UBC Logo

UBC: Deep Learning &
Natural Language Processing

NLP for Africa

Africa Logo

Introducing Cheetah

Natural Language Generation for 517 African Languages

We're proud to introduce Cheetah, a massively multilingual NLG language model for African languages, supporting 517 languages and dialects across 50 countries. Developed as part of our ACL 2024 work, Cheetah is designed to promote linguistic diversity, support practical applications, and close the NLG gap for underrepresented African languages.

Training Data & Model

Cheetah is trained on a 42GB curated corpus from diverse domains — including news, health, government, religious, and social media texts. Languages are written in five scripts and span 14 language families. The model uses an MT5-style encoder-decoder with ~580M parameters, pretrained on TPUv3-128 with a batch size of 1024.

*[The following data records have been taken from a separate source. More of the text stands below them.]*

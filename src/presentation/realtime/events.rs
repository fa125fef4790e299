//! Realtime event model and wire frames.
//!
//! Events are a closed tagged union, constructed once by an emitter and
//! immutable afterwards. Frames are what actually crosses the socket:
//! `presence`, `notification` and `newMessage`, tagged by `event` with the
//! payload under `data`.

use chrono::{DateTime, Utc};
use serde::Serialize;
use uuid::Uuid;

use crate::domain::{DirectMessage, User};

/// Minimal actor display fields carried inside a notification.
#[derive(Debug, Clone, PartialEq, Eq, Serialize)]
pub struct ActorSummary {
    pub username: String,
    #[serde(rename = "avatar")]
    pub avatar_url: Option<String>,
}

impl From<&User> for ActorSummary {
    fn from(user: &User) -> Self {
        Self {
            username: user.username.clone(),
            avatar_url: user.avatar_url.clone(),
        }
    }
}

/// Discriminator for notification events.
#[derive(Debug, Clone, Copy, PartialEq, Eq, Serialize)]
#[serde(rename_all = "lowercase")]
pub enum NotificationKind {
    Like,
    Dislike,
    Comment,
    Follow,
}

/// A realtime event addressed to a single recipient.
#[derive(Debug, Clone)]
pub enum Event {
    Like {
        actor_id: Uuid,
        actor: ActorSummary,
        post_id: Uuid,
        at: DateTime<Utc>,
    },
    Dislike {
        actor_id: Uuid,
        actor: ActorSummary,
        post_id: Uuid,
        at: DateTime<Utc>,
    },
    Comment {
        actor_id: Uuid,
        actor: ActorSummary,
        post_id: Uuid,
        body: String,
        at: DateTime<Utc>,
    },
    Follow {
        actor_id: Uuid,
        actor: ActorSummary,
        followed_id: Uuid,
        at: DateTime<Utc>,
    },
    ChatMessage(ChatMessagePush),
}

impl Event {
    /// Stable kind label for logs and metrics.
    pub fn kind(&self) -> &'static str {
        match self {
            Event::Like { .. } => "like",
            Event::Dislike { .. } => "dislike",
            Event::Comment { .. } => "comment",
            Event::Follow { .. } => "follow",
            Event::ChatMessage(_) => "chat_message",
        }
    }

    /// Convert into the frame pushed onto recipient connections.
    pub fn into_frame(self) -> ServerFrame {
        match self {
            Event::Like {
                actor_id,
                actor,
                post_id,
                at,
            } => ServerFrame::Notification(NotificationPayload {
                kind: NotificationKind::Like,
                user_id: actor_id,
                user_details: actor,
                target_id: post_id,
                message: Some("Your post was liked".into()),
                timestamp: at,
            }),
            Event::Dislike {
                actor_id,
                actor,
                post_id,
                at,
            } => ServerFrame::Notification(NotificationPayload {
                kind: NotificationKind::Dislike,
                user_id: actor_id,
                user_details: actor,
                target_id: post_id,
                message: Some("Your post was disliked".into()),
                timestamp: at,
            }),
            Event::Comment {
                actor_id,
                actor,
                post_id,
                body,
                at,
            } => ServerFrame::Notification(NotificationPayload {
                kind: NotificationKind::Comment,
                user_id: actor_id,
                user_details: actor,
                target_id: post_id,
                message: Some(body),
                timestamp: at,
            }),
            Event::Follow {
                actor_id,
                actor,
                followed_id,
                at,
            } => ServerFrame::Notification(NotificationPayload {
                kind: NotificationKind::Follow,
                user_id: actor_id,
                user_details: actor,
                target_id: followed_id,
                message: Some("You have a new follower".into()),
                timestamp: at,
            }),
            Event::ChatMessage(push) => ServerFrame::NewMessage(push),
        }
    }
}

/// The `notification` frame payload.
#[derive(Debug, Clone, PartialEq, Eq, Serialize)]
#[serde(rename_all = "camelCase")]
pub struct NotificationPayload {
    #[serde(rename = "type")]
    pub kind: NotificationKind,
    pub user_id: Uuid,
    pub user_details: ActorSummary,
    pub target_id: Uuid,
    #[serde(skip_serializing_if = "Option::is_none")]
    pub message: Option<String>,
    pub timestamp: DateTime<Utc>,
}

/// The persisted chat message as pushed to its recipient.
#[derive(Debug, Clone, PartialEq, Eq, Serialize)]
#[serde(rename_all = "camelCase")]
pub struct ChatMessagePush {
    pub id: Uuid,
    pub sender_id: Uuid,
    pub recipient_id: Uuid,
    pub body: String,
    pub created_at: DateTime<Utc>,
}

impl From<&DirectMessage> for ChatMessagePush {
    fn from(message: &DirectMessage) -> Self {
        Self {
            id: message.id,
            sender_id: message.sender_id,
            recipient_id: message.recipient_id,
            body: message.body.clone(),
            created_at: message.created_at,
        }
    }
}

/// One frame on the wire.
#[derive(Debug, Clone, PartialEq, Serialize)]
#[serde(tag = "event", content = "data")]
pub enum ServerFrame {
    /// Full list of currently online user ids, replacing any previous list.
    #[serde(rename = "presence")]
    Presence(Vec<Uuid>),

    /// A like/dislike/comment/follow notification for the addressed user.
    #[serde(rename = "notification")]
    Notification(NotificationPayload),

    /// A chat message pushed to its recipient.
    #[serde(rename = "newMessage")]
    NewMessage(ChatMessagePush),
}

#[cfg(test)]
mod tests {
    use super::*;
    use pretty_assertions::assert_eq;
    use serde_json::json;

    fn actor() -> ActorSummary {
        ActorSummary {
            username: "alice".into(),
            avatar_url: Some("https://cdn.example.com/alice.png".into()),
        }
    }

    #[test]
    fn test_presence_frame_shape() {
        let id = Uuid::nil();
        let frame = ServerFrame::Presence(vec![id]);

        let value = serde_json::to_value(&frame).unwrap();
        assert_eq!(
            value,
            json!({
                "event": "presence",
                "data": ["00000000-0000-0000-0000-000000000000"],
            })
        );
    }

    #[test]
    fn test_like_event_becomes_notification_frame() {
        let actor_id = Uuid::now_v7();
        let post_id = Uuid::now_v7();
        let at = Utc::now();

        let event = Event::Like {
            actor_id,
            actor: actor(),
            post_id,
            at,
        };
        assert_eq!(event.kind(), "like");

        let frame = event.into_frame();
        let value = serde_json::to_value(&frame).unwrap();
        assert_eq!(value["event"], "notification");
        assert_eq!(value["data"]["type"], "like");
        assert_eq!(value["data"]["userId"], json!(actor_id));
        assert_eq!(value["data"]["userDetails"]["username"], "alice");
        assert_eq!(
            value["data"]["userDetails"]["avatar"],
            "https://cdn.example.com/alice.png"
        );
        assert_eq!(value["data"]["targetId"], json!(post_id));
        assert_eq!(value["data"]["message"], "Your post was liked");
    }

    #[test]
    fn test_comment_event_carries_comment_body() {
        let event = Event::Comment {
            actor_id: Uuid::now_v7(),
            actor: actor(),
            post_id: Uuid::now_v7(),
            body: "nice shot!".into(),
            at: Utc::now(),
        };

        let value = serde_json::to_value(&event.into_frame()).unwrap();
        assert_eq!(value["data"]["type"], "comment");
        assert_eq!(value["data"]["message"], "nice shot!");
    }

    #[test]
    fn test_chat_message_becomes_new_message_frame() {
        let message = DirectMessage::new(Uuid::now_v7(), Uuid::now_v7(), "hey".into());
        let event = Event::ChatMessage(ChatMessagePush::from(&message));
        assert_eq!(event.kind(), "chat_message");

        let value = serde_json::to_value(&event.into_frame()).unwrap();
        assert_eq!(value["event"], "newMessage");
        assert_eq!(value["data"]["id"], json!(message.id));
        assert_eq!(value["data"]["senderId"], json!(message.sender_id));
        assert_eq!(value["data"]["recipientId"], json!(message.recipient_id));
        assert_eq!(value["data"]["body"], "hey");
    }
}
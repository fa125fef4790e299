//! Event router.
//!
//! Fanout of one event to every live connection of its target user.
//! Delivery is at-most-once and best-effort: an offline target is a silent
//! no-op, a dead connection loses its copy, and nothing here ever returns an
//! error to the HTTP handler that triggered the event.

use std::sync::Arc;

use uuid::Uuid;

use super::events::Event;
use super::registry::ConnectionRegistry;
use crate::infrastructure::metrics;

/// Routes realtime events to the target user's live connections.
#[derive(Clone)]
pub struct EventRouter {
    registry: Arc<ConnectionRegistry>,
}

impl EventRouter {
    pub fn new(registry: Arc<ConnectionRegistry>) -> Self {
        Self { registry }
    }

    /// Deliver `event` to every connection of `target`.
    ///
    /// Each connection gets its own independent push; a failure on one (the
    /// transport is mid-close and will unregister itself) never prevents
    /// delivery to the rest.
    pub fn deliver(&self, target: Uuid, event: Event) {
        let connections = self.registry.connections_of(target);
        if connections.is_empty() {
            // offline recipient: the normal at-most-once path, not a failure
            return;
        }

        let kind = event.kind();
        let frame = event.into_frame();
        for handle in &connections {
            if handle.push(frame.clone()) {
                metrics::EVENTS_DELIVERED_TOTAL.with_label_values(&[kind]).inc();
            } else {
                metrics::EVENTS_DROPPED_TOTAL.with_label_values(&[kind]).inc();
                tracing::debug!(
                    connection_id = %handle.id,
                    user_id = %target,
                    kind,
                    "event dropped on closing connection"
                );
            }
        }

        tracing::debug!(
            user_id = %target,
            kind,
            connections = connections.len(),
            "event routed"
        );
    }
}

#[cfg(test)]
mod tests {
    use super::*;
    use crate::presentation::realtime::events::{ActorSummary, ServerFrame};
    use chrono::Utc;
    use tokio::sync::mpsc;

    fn like_event() -> Event {
        Event::Like {
            actor_id: Uuid::now_v7(),
            actor: ActorSummary {
                username: "bob".into(),
                avatar_url: None,
            },
            post_id: Uuid::now_v7(),
            at: Utc::now(),
        }
    }

    #[test]
    fn test_deliver_to_offline_user_is_a_noop() {
        let registry = Arc::new(ConnectionRegistry::new());
        let router = EventRouter::new(registry.clone());
        let bystander = Uuid::now_v7();

        let (tx, mut rx) = mpsc::unbounded_channel();
        registry.register(bystander, Uuid::new_v4(), tx).unwrap();
        while rx.try_recv().is_ok() {}

        router.deliver(Uuid::now_v7(), like_event());

        // no frame reaches anyone, and no error surfaces
        assert!(rx.try_recv().is_err());
    }

    #[test]
    fn test_deliver_reaches_every_connection_of_the_target() {
        let registry = Arc::new(ConnectionRegistry::new());
        let router = EventRouter::new(registry.clone());
        let target = Uuid::now_v7();

        let (tx1, mut rx1) = mpsc::unbounded_channel();
        let (tx2, mut rx2) = mpsc::unbounded_channel();
        registry.register(target, Uuid::new_v4(), tx1).unwrap();
        registry.register(target, Uuid::new_v4(), tx2).unwrap();
        while rx1.try_recv().is_ok() {}
        while rx2.try_recv().is_ok() {}

        router.deliver(target, like_event());

        let frame1 = rx1.try_recv().expect("first connection should get the event");
        let frame2 = rx2.try_recv().expect("second connection should get the event");
        assert!(matches!(frame1, ServerFrame::Notification(_)));
        assert_eq!(frame1, frame2);
        // exactly one attempt per connection
        assert!(rx1.try_recv().is_err());
        assert!(rx2.try_recv().is_err());
    }

    #[test]
    fn test_failure_on_one_connection_does_not_stop_the_rest() {
        let registry = Arc::new(ConnectionRegistry::new());
        let router = EventRouter::new(registry.clone());
        let target = Uuid::now_v7();

        let (dead_tx, dead_rx) = mpsc::unbounded_channel();
        let (live_tx, mut live_rx) = mpsc::unbounded_channel();
        registry.register(target, Uuid::new_v4(), dead_tx).unwrap();
        registry.register(target, Uuid::new_v4(), live_tx).unwrap();
        drop(dead_rx);
        while live_rx.try_recv().is_ok() {}

        router.deliver(target, like_event());

        assert!(matches!(
            live_rx.try_recv().expect("live connection should still get the event"),
            ServerFrame::Notification(_)
        ));
    }
}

Try it on Hugging Face: cheetah-base

Evaluation: AfroNLG Benchmark

We evaluate Cheetah on AfroNLG, a benchmark of 67 test sets across tasks like machine translation, summarization, QA, paraphrasing, and cloze. Cheetah outperforms other models in 5 of 7 tasks, demonstrating strong generalization and fluency across African languages.

Example Usage

from transformers import T5Tokenizer, AutoModelForSeq2SeqLM

tokenizer = T5Tokenizer.from_pretrained("UBC-NLP/cheetah-base")
model = AutoModelForSeq2SeqLM.from_pretrained("UBC-NLP/cheetah-base")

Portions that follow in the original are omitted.